WORK ORDER
Go through the entries below, count every line with the string "ImageError", and answer with only that number.

————

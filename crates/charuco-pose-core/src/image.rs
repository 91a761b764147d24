/// Errors raised when an image buffer does not describe a usable image.
#[derive(thiserror::Error, Debug, Clone, PartialEq, Eq)]
pub enum ImageError {
    #[error("image is empty (width={width}, height={height})")]
    Empty { width: usize, height: usize },
    #[error("image buffer length mismatch (expected {expected} bytes, got {got})")]
    BufferLength { expected: usize, got: usize },
}

/// Borrowed 8-bit grayscale image, row-major.
#[derive(Clone, Copy, Debug)]
pub struct GrayImageView<'a> {
    pub width: usize,
    pub height: usize,
    pub data: &'a [u8], // len = w*h
}

impl<'a> GrayImageView<'a> {
    /// Wrap a raw buffer, checking that it matches the dimensions.
    pub fn new(width: usize, height: usize, data: &'a [u8]) -> Result<Self, ImageError> {
        let view = Self {
            width,
            height,
            data,
        };
        view.validate()?;
        Ok(view)
    }

    /// Reject empty images and buffers whose length disagrees with the dimensions.
    pub fn validate(&self) -> Result<(), ImageError> {
        if self.width == 0 || self.height == 0 {
            return Err(ImageError::Empty {
                width: self.width,
                height: self.height,
            });
        }
        let expected = self
            .width
            .checked_mul(self.height)
            .ok_or(ImageError::BufferLength {
                expected: usize::MAX,
                got: self.data.len(),
            })?;
        if self.data.len() != expected {
            return Err(ImageError::BufferLength {
                expected,
                got: self.data.len(),
            });
        }
        Ok(())
    }

    /// Pixel value with coordinates clamped to the image border.
    #[inline]
    pub fn get_clamped(&self, x: i64, y: i64) -> u8 {
        let x = x.clamp(0, self.width as i64 - 1) as usize;
        let y = y.clamp(0, self.height as i64 - 1) as usize;
        self.data[y * self.width + x]
    }

    #[inline]
    pub fn contains(&self, x: f64, y: f64) -> bool {
        x >= 0.0
            && y >= 0.0
            && x <= self.width.saturating_sub(1) as f64
            && y <= self.height.saturating_sub(1) as f64
    }
}

/// Owned 8-bit grayscale image, row-major.
#[derive(Clone, Debug, PartialEq, Eq)]
pub struct GrayImage {
    pub width: usize,
    pub height: usize,
    pub data: Vec<u8>,
}

impl GrayImage {
    pub fn new(width: usize, height: usize, fill: u8) -> Self {
        Self {
            width,
            height,
            data: vec![fill; width * height],
        }
    }

    pub fn view(&self) -> GrayImageView<'_> {
        GrayImageView {
            width: self.width,
            height: self.height,
            data: &self.data,
        }
    }
}

/// Bilinear sample at a sub-pixel position; pixel centres sit on integer coordinates.
#[inline]
pub fn sample_bilinear(src: &GrayImageView<'_>, x: f64, y: f64) -> f64 {
    let x0 = x.floor();
    let y0 = y.floor();
    let fx = x - x0;
    let fy = y - y0;
    let (x0, y0) = (x0 as i64, y0 as i64);

    let p00 = src.get_clamped(x0, y0) as f64;
    let p10 = src.get_clamped(x0 + 1, y0) as f64;
    let p01 = src.get_clamped(x0, y0 + 1) as f64;
    let p11 = src.get_clamped(x0 + 1, y0 + 1) as f64;

    let a = p00 + fx * (p10 - p00);
    let b = p01 + fx * (p11 - p01);
    a + fy * (b - a)
}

————

TASK ANSWER
6